By William A. Orme Jr.
Special to The Washington Post
Saturday, September 20, 1986; Page A01
MEXICO CITY, SEPT. 1986 — More than 80,000 people are still living in temporary shelters in streets and parks one year after their homes were destroyed by the Mexico City earthquake, putting officials on the defensive about slow-moving reconstruction efforts.
In the government’s latest effort to show progress in its earthquake housing programs, President Miguel de la Madrid ceremonially presented disaster victims with titles to 6,300 new federally built apartments yesterday, bringing to 23,600 the number of families said officially to have received permanent new homes.
The president proclaimed a day of national mourning on the first anniversary of the quake today and all radio stations went silent for one minute at 7:18 a.m., the hour the first of several quakes and aftershocks hit the city.

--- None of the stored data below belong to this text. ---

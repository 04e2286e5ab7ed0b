//! Transport Worker
//!
//! Binds one application session to the peer it talks to. Every call into the
//! session goes through a [`WorkerParent`], so sessions write to "their" peer
//! without knowing its key.

use super::{Application, ResolveListener, TransportContext, WorkerContext};
use crate::error::{Result, Sec};
use crate::identity::{NodeId, PeerId};
use crate::message::EndpointMessage;
use bytes::Bytes;
use tracing::{debug, error};

/// Transport context narrowed to a single peer
pub struct WorkerParent<'a, T, K> {
    transport: &'a mut T,
    peer: &'a K,
}

impl<'a, T, K> WorkerParent<'a, T, K>
where
    T: TransportContext<K>,
    K: PeerId,
{
    pub fn new(transport: &'a mut T, peer: &'a K) -> Self {
        Self { transport, peer }
    }

    pub fn peer(&self) -> &K {
        self.peer
    }

    pub fn transport(&mut self) -> &mut T {
        self.transport
    }
}

impl<T, K> WorkerContext for WorkerParent<'_, T, K>
where
    T: TransportContext<K>,
    K: PeerId,
{
    fn write_packet(&mut self, bytes: Bytes) -> Result<()> {
        self.transport.write_packet(self.peer, bytes)
    }

    fn local_node(&self) -> &NodeId {
        self.transport.local_node()
    }
}

/// Session plus the identity of its peer
pub struct TransportWorker<A, K> {
    application: A,
    peer: K,
    initialized: bool,
}

impl<A, K> std::fmt::Debug for TransportWorker<A, K>
where
    K: PeerId,
{
    fn fmt(&self, f: &mut std::fmt::Formatter<'_>) -> std::fmt::Result {
        f.debug_struct("TransportWorker")
            .field("peer", &self.peer)
            .field("initialized", &self.initialized)
            .finish_non_exhaustive()
    }
}

impl<A, K> TransportWorker<A, K>
where
    A: Application,
    K: PeerId,
{
    pub fn new(application: A, peer: K) -> Self {
        Self {
            application,
            peer,
            initialized: false,
        }
    }

    pub fn peer(&self) -> &K {
        &self.peer
    }

    pub fn application(&self) -> &A {
        &self.application
    }

    pub fn application_mut(&mut self) -> &mut A {
        &mut self.application
    }

    pub fn is_initialized(&self) -> bool {
        self.initialized
    }

    /// Run the session's `init` unless it already ran
    pub fn ensure_init<T: TransportContext<K>>(&mut self, transport: &mut T) -> Result<()> {
        if self.initialized {
            return Ok(());
        }
        let mut parent = WorkerParent::new(transport, &self.peer);
        self.application.init(&mut parent)?;
        self.initialized = true;
        debug!(peer = ?self.peer, "Transport worker initialized");
        Ok(())
    }

    pub fn handle_data<T: TransportContext<K>>(&mut self, transport: &mut T, data: &[u8]) -> Result<()> {
        self.ensure_init(transport)?;
        let mut parent = WorkerParent::new(transport, &self.peer);
        self.application.handle_data(&mut parent, data)
    }

    pub fn write_message<T: TransportContext<K>>(
        &mut self,
        transport: &mut T,
        message: EndpointMessage,
    ) -> Result<()> {
        self.ensure_init(transport)?;
        let mut parent = WorkerParent::new(transport, &self.peer);
        self.application.write_message(&mut parent, message)
    }

    pub fn resolve<T: TransportContext<K>>(
        &mut self,
        transport: &mut T,
        path: &str,
        listener: ResolveListener,
    ) {
        if let Err(e) = self.ensure_init(transport) {
            let _ = listener.send(Err(e));
            return;
        }
        let mut parent = WorkerParent::new(transport, &self.peer);
        self.application.resolve(&mut parent, path, listener);
    }

    pub fn timeout<T: TransportContext<K>>(&mut self, transport: &mut T, kind: &str, id: u64) {
        if let Err(e) = self.ensure_init(transport) {
            error!(peer = ?self.peer, timeout_id = id, "Dropping timeout, session init failed: {}", e);
            return;
        }
        let mut parent = WorkerParent::new(transport, &self.peer);
        self.application.timeout(&mut parent, kind, id);
    }

    pub fn handle_error(&mut self, code: Sec) {
        self.application.handle_error(code);
    }
}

In all, officials estimated, the Sept. 19, 1985 earthquake left about 90,000 families in need of housing aid. Another 52,000 apartments are to be completed before the earthquake’s second anniversary, according to administration officials. But two years after the disaster, they acknowledged, at least 10,000 families will probably remain unhoused.
Officials had originally promised to provide housing for all affected families by last Christmas. But while 12,500 unoccupied state housing units were quickly handed out to homeless government employees, according to official accounts, construction of most new housing projects did not get underway until Easter.
Cuauhtemoc Abarca, the coordinator of a combative coalition of organizations representing the homeless, led protest marches against the program’s slow progress, bitterly criticizing the government’s decision to spend international aid on the reconstruction of schools and hospitals instead of housing.
“This money was given to help the people, the victims of the earthquake, and the government kept the money for itself,” he complained in an interview.